Zane Grey was an American author best known for his popular adventure novels with idealized images of the Old West. Riders of the Purple Sage (1912) was his bestselling book. Some 110 films have been based on his novels and short stories. WOW!
Pearl Zane Gray was born Jan 31, 1872, in Zanesville, Ohio. It has been suggested that his name derives from the “Pearl Grey” color favored by Queen Victoria in her dress. He was born to Alice Zane & Lewis M. Gray, a dentist. His family came to America in 1673 and changed the spelling of their last name to “Grey” after his birth. Later Grey dropped Pearl and used Zane as his first name (I would too). He grew up in Zanesville, a city founded by his maternal ancestor Ebenezer Zane, an American Revolutionary War patriot. Grey developed interests in fishing, baseball, and writing, all which contributed to his writing success.
Zane Grey fished an average of 300 days a year through his adult life.
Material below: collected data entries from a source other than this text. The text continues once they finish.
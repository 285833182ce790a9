//! Configuration types for ospfip-dns.

use hickory_proto::rr::{LowerName, Name};
use serde::{Deserialize, Deserializer, Serialize, Serializer};
use std::net::SocketAddr;
use std::path::PathBuf;
use std::time::Duration;

use crate::error::DnsError;
use crate::tags::is_zone_origin;

/// Top-level configuration.
#[derive(Debug, Clone, Serialize, Deserialize)]
pub struct Config {
    /// DNS server configuration.
    pub dns: DnsConfig,

    /// OpenStack credentials and endpoints.
    pub openstack: OpenStackConfig,

    /// Telemetry configuration.
    #[serde(default)]
    pub telemetry: TelemetryConfig,
}

impl Config {
    /// Reject configurations the server cannot start with.
    pub fn validate(&self) -> Result<(), DnsError> {
        self.dns.validate()?;
        self.openstack.validate()
    }
}

/// DNS server configuration.
#[derive(Debug, Clone, Serialize, Deserialize)]
pub struct DnsConfig {
    /// Address for DNS server to listen on (UDP and TCP).
    pub listen_addr: SocketAddr,

    /// Zone suffixes this instance is authoritative for.
    /// Floating IP names outside all of them are ignored.
    #[serde(default = "default_origins")]
    pub origins: Vec<String>,

    /// TTL for DNS records in seconds, also the SOA minimum.
    #[serde(default = "default_ttl")]
    pub ttl: u32,

    /// Interval between inventory refreshes.
    #[serde(
        default = "default_refresh",
        deserialize_with = "deserialize_refresh",
        serialize_with = "serialize_refresh"
    )]
    pub refresh: Duration,
}

impl DnsConfig {
    /// Validate refresh interval and origins.
    pub fn validate(&self) -> Result<(), DnsError> {
        if self.refresh.is_zero() {
            return Err(DnsError::Config(
                "refresh interval must be greater than 0".to_string(),
            ));
        }
        if self.origins.is_empty() {
            return Err(DnsError::Config("at least one origin is required".to_string()));
        }
        if let Some(origin) = self.origins.iter().find(|o| !is_zone_origin(o.trim())) {
            return Err(DnsError::Config(format!(
                "origin {:?} is not a valid domain name",
                origin
            )));
        }
        self.origin_names().map(|_| ())
    }

    /// Origins as normalized (lowercase, fully qualified) names.
    pub fn origin_names(&self) -> Result<Vec<LowerName>, DnsError> {
        self.origins
            .iter()
            .map(|origin| {
                let mut name = Name::from_ascii(origin.trim()).map_err(|e| {
                    DnsError::Config(format!("invalid origin {:?}: {}", origin, e))
                })?;
                name.set_fqdn(true);
                Ok(LowerName::from(name))
            })
            .collect()
    }
}

/// OpenStack Keystone credentials and network endpoint selection.
#[derive(Debug, Clone, Serialize, Deserialize)]
pub struct OpenStackConfig {
    /// Keystone v3 endpoint (e.g., "https://keystone.example.net:5000/v3").
    pub auth_url: String,

    /// User name for password authentication.
    pub username: String,

    /// Password for password authentication.
    #[serde(skip_serializing)]
    pub password: String,

    /// Domain of the user.
    #[serde(default = "default_domain")]
    pub user_domain_name: String,

    /// Project to scope the token to.
    pub project_name: String,

    /// Domain of the project.
    #[serde(default = "default_domain")]
    pub project_domain_name: String,

    /// Region used to pick the network endpoint from the catalog.
    #[serde(default)]
    pub region: Option<String>,

    /// Endpoint interface: public, internal or admin.
    #[serde(default = "default_interface")]
    pub interface: String,

    /// Network API endpoint, bypassing the service catalog.
    #[serde(default)]
    pub network_endpoint: Option<String>,

    /// HTTP request timeout in seconds.
    #[serde(default = "default_request_timeout")]
    pub request_timeout: u64,

    /// PEM bundle of additional CAs trusted for Keystone and Neutron.
    #[serde(default)]
    pub cacert: Option<PathBuf>,

    /// Skip TLS certificate verification.
    #[serde(default)]
    pub insecure: bool,
}

impl OpenStackConfig {
    fn validate(&self) -> Result<(), DnsError> {
        if self.auth_url.trim().is_empty() {
            return Err(DnsError::Config("openstack.auth_url is required".to_string()));
        }
        Ok(())
    }
}

/// Telemetry configuration.
#[derive(Debug, Clone, Serialize, Deserialize)]
pub struct TelemetryConfig {
    /// Log level filter (e.g., "info", "debug", "ospfip_dns=debug,warn").
    #[serde(default = "default_log_level")]
    pub log_level: String,

    /// Prometheus metrics exporter address.
    #[serde(default)]
    pub prometheus_addr: Option<SocketAddr>,

    /// OpenTelemetry configuration.
    #[serde(default)]
    pub opentelemetry: Option<OpenTelemetryConfig>,
}

/// OpenTelemetry exporter configuration.
#[derive(Debug, Clone, Serialize, Deserialize)]
pub struct OpenTelemetryConfig {
    /// OTLP endpoint (e.g., "http://localhost:4317").
    pub endpoint: String,

    /// Service name for traces.
    #[serde(default = "default_service_name")]
    pub service_name: String,
}

impl Default for TelemetryConfig {
    fn default() -> Self {
        Self {
            log_level: default_log_level(),
            prometheus_addr: None,
            opentelemetry: None,
        }
    }
}

fn default_log_level() -> String {
    "info".to_string()
}

fn default_service_name() -> String {
    "ospfip-dns".to_string()
}

fn default_origins() -> Vec<String> {
    vec![".".to_string()]
}

fn default_ttl() -> u32 {
    3600
}

fn default_refresh() -> Duration {
    Duration::from_secs(5 * 60)
}

fn default_domain() -> String {
    "Default".to_string()
}

fn default_interface() -> String {
    "public".to_string()
}

fn default_request_timeout() -> u64 {
    30
}

#[derive(Deserialize)]
#[serde(untagged)]
enum RawRefresh {
    Seconds(u64),
    Text(String),
}

fn deserialize_refresh<'de, D>(deserializer: D) -> Result<Duration, D::Error>
where
    D: Deserializer<'de>,
{
    let raw = RawRefresh::deserialize(deserializer)?;
    let refresh = match raw {
        RawRefresh::Seconds(secs) => Duration::from_secs(secs),
        RawRefresh::Text(text) => parse_refresh(&text).map_err(serde::de::Error::custom)?,
    };
    if refresh.is_zero() {
        return Err(serde::de::Error::custom(
            "refresh interval must be greater than 0",
        ));
    }
    Ok(refresh)
}

fn serialize_refresh<S>(refresh: &Duration, serializer: S) -> Result<S::Ok, S::Error>
where
    S: Serializer,
{
    serializer.serialize_str(&format!("{}ms", refresh.as_millis()))
}

/// Parse a refresh interval.
///
/// A bare integer is a number of seconds. Anything else is a sequence of
/// `<number><unit>` groups with units `ms`, `s`, `m` and `h`, e.g. `1m30s`.
pub fn parse_refresh(input: &str) -> Result<Duration, String> {
    let input = input.trim();
    if input.is_empty() {
        return Err("empty duration".to_string());
    }
    if let Ok(secs) = input.parse::<u64>() {
        return Ok(Duration::from_secs(secs));
    }

    let mut total = Duration::ZERO;
    let mut rest = input;
    while !rest.is_empty() {
        let digits = rest.find(|c: char| !c.is_ascii_digit()).unwrap_or(rest.len());
        if digits == 0 {
            return Err(format!("unable to parse duration {:?}", input));
        }
        let value: u64 = rest[..digits]
            .parse()
            .map_err(|_| format!("unable to parse duration {:?}", input))?;
        rest = &rest[digits..];

        let unit_len = rest.find(|c: char| c.is_ascii_digit()).unwrap_or(rest.len());
        let unit = match &rest[..unit_len] {
            "ms" => Some(Duration::from_millis(value)),
            "s" => Some(Duration::from_secs(value)),
            "m" => value.checked_mul(60).map(Duration::from_secs),
            "h" => value.checked_mul(3600).map(Duration::from_secs),
            other => return Err(format!("unknown unit {:?} in duration {:?}", other, input)),
        };
        total = unit
            .and_then(|unit| total.checked_add(unit))
            .ok_or_else(|| format!("duration {:?} out of range", input))?;
        rest = &rest[unit_len..];
    }
    Ok(total)
}
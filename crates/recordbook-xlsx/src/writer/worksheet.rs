//! Worksheet part (xl/worksheets/sheetN.xml)

use recordbook_core::style::{NumberFormat, StyleTable};
use recordbook_core::{CellAddress, CellEncoder, CellValue, Primitive, Worksheet};

use crate::error::XlsxResult;

/// Width written for columns that carry a style but no custom width
const DEFAULT_COLUMN_WIDTH: f64 = 8.43;

/// Serialize one worksheet
///
/// Strings go into the encoder's shared pool. Date cells whose style leaves
/// the number format at General get a copy of that style carrying the
/// inferred date format, appended to `styles`; existing slots keep their
/// index.
pub(crate) fn write_worksheet_xml(
    sheet: &Worksheet,
    selected: bool,
    encoder: &mut CellEncoder<'_>,
    styles: &mut StyleTable,
) -> XlsxResult<String> {
    let mut content = String::from(
        r#"<?xml version="1.0" encoding="UTF-8" standalone="yes"?>
<worksheet xmlns="http://schemas.openxmlformats.org/spreadsheetml/2006/main" xmlns:r="http://schemas.openxmlformats.org/officeDocument/2006/relationships">"#,
    );

    let dimension = sheet
        .dimension()
        .map_or_else(|| "A1".to_string(), |d| d.to_a1_string());
    content.push_str(&format!("\n    <dimension ref=\"{}\"/>", dimension));

    content.push_str(&format!(
        "\n    <sheetViews>\n        <sheetView{} workbookViewId=\"0\"/>\n    </sheetViews>",
        if selected { " tabSelected=\"1\"" } else { "" }
    ));
    content.push_str("\n    <sheetFormatPr defaultRowHeight=\"15\"/>");

    write_cols(&mut content, sheet);

    content.push_str("\n    <sheetData>");
    for row in sheet.rows() {
        if row.is_empty() && row.height.is_none() {
            continue;
        }

        let mut row_attrs = format!(" r=\"{}\"", row.index + 1);
        if let Some((first, last)) = row.column_span() {
            row_attrs.push_str(&format!(" spans=\"{}:{}\"", first + 1, last + 1));
        }
        if let Some(height) = row.height {
            row_attrs.push_str(&format!(" ht=\"{}\" customHeight=\"1\"", height));
        }
        content.push_str(&format!("\n        <row{}>", row_attrs));

        for (col, cell) in row.cells() {
            let cell_ref = CellAddress::new(row.index, col).to_a1_string();
            let encoded = encoder.encode(&cell.value)?;

            let xf_id = resolve_xf(styles, cell.style, &cell.value, &encoded.number_format);
            let style_attr = if xf_id != 0 {
                format!(" s=\"{}\"", xf_id)
            } else {
                String::new()
            };

            match encoded.primitive {
                Primitive::Blank => {
                    content.push_str(&format!("\n            <c r=\"{}\"{}/>", cell_ref, style_attr));
                }
                Primitive::Number(n) => {
                    content.push_str(&format!(
                        "\n            <c r=\"{}\"{}><v>{}</v></c>",
                        cell_ref, style_attr, n
                    ));
                }
                Primitive::Boolean(b) => {
                    content.push_str(&format!(
                        "\n            <c r=\"{}\"{} t=\"b\"><v>{}</v></c>",
                        cell_ref,
                        style_attr,
                        if b { 1 } else { 0 }
                    ));
                }
                Primitive::SharedString(idx) => {
                    content.push_str(&format!(
                        "\n            <c r=\"{}\"{} t=\"s\"><v>{}</v></c>",
                        cell_ref, style_attr, idx
                    ));
                }
            }
        }

        content.push_str("\n        </row>");
    }
    content.push_str("\n    </sheetData>");

    let merged_regions = sheet.merged_regions();
    if !merged_regions.is_empty() {
        content.push_str(&format!(
            "\n    <mergeCells count=\"{}\">",
            merged_regions.len()
        ));
        for range in merged_regions {
            content.push_str(&format!("\n        <mergeCell ref=\"{}\"/>", range));
        }
        content.push_str("\n    </mergeCells>");
    }

    content.push_str(
        "\n    <pageMargins left=\"0.7\" right=\"0.7\" top=\"0.75\" bottom=\"0.75\" header=\"0.3\" footer=\"0.3\"/>",
    );
    content.push_str("\n</worksheet>");
    Ok(content)
}

fn write_cols(content: &mut String, sheet: &Worksheet) {
    let columns: Vec<_> = sheet.columns().filter(|c| c.has_custom_settings()).collect();
    if columns.is_empty() {
        return;
    }

    content.push_str("\n    <cols>");
    for column in columns {
        let mut attrs = format!(" min=\"{}\" max=\"{}\"", column.index + 1, column.index + 1);
        match column.width {
            Some(width) => attrs.push_str(&format!(" width=\"{}\" customWidth=\"1\"", width)),
            None => attrs.push_str(&format!(" width=\"{}\"", DEFAULT_COLUMN_WIDTH)),
        }
        if let Some(style) = column.style {
            attrs.push_str(&format!(" style=\"{}\"", style));
        }
        if column.hidden {
            attrs.push_str(" hidden=\"1\"");
        }
        content.push_str(&format!("\n        <col{}/>", attrs));
    }
    content.push_str("\n    </cols>");
}

/// Style index to write for a cell
fn resolve_xf(
    styles: &mut StyleTable,
    style_index: u32,
    value: &CellValue,
    inferred: &NumberFormat,
) -> u32 {
    if !value.is_temporal() || inferred.is_general() {
        return style_index;
    }
    match styles.get(style_index) {
        Some(style) if style.number_format.is_general() => {
            let mut dated = style.clone();
            dated.number_format = inferred.clone();
            styles.intern(dated)
        }
        _ => style_index,
    }
}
Grey stayed on Long Key where he helped establish the Long Key Fishing Club and was their President from 1917 to 1920. He indulged his interest in fishing with visits to Australia, New Zealand & Nova Scotia. Grey set a world record for the largest blue-fin tuna on August 24, 1924 when he caught one weighing 758 pounds in Nova Scotia.
Zane Grey died of heart failure on October 23, 1939 at his home in Altadena, California. He was interred at the Union Cemetery in Lackawaxen, Pennsylvania.
Wow, what an interesting man who few have heard of! I’m so blessed in doing these blogs, I’ve learned so much and continue to learn about those who’ve called the Florida Keys their home. Zane Grey, I’m proud that you loved our slice of paradise so much that you left your imprint on this area that you too once called home.
You can find the Zane Grey display inside the World Wide Sportsman store upstairs in the restaurant area at Mile Marker 81.4 on US-1 bayside.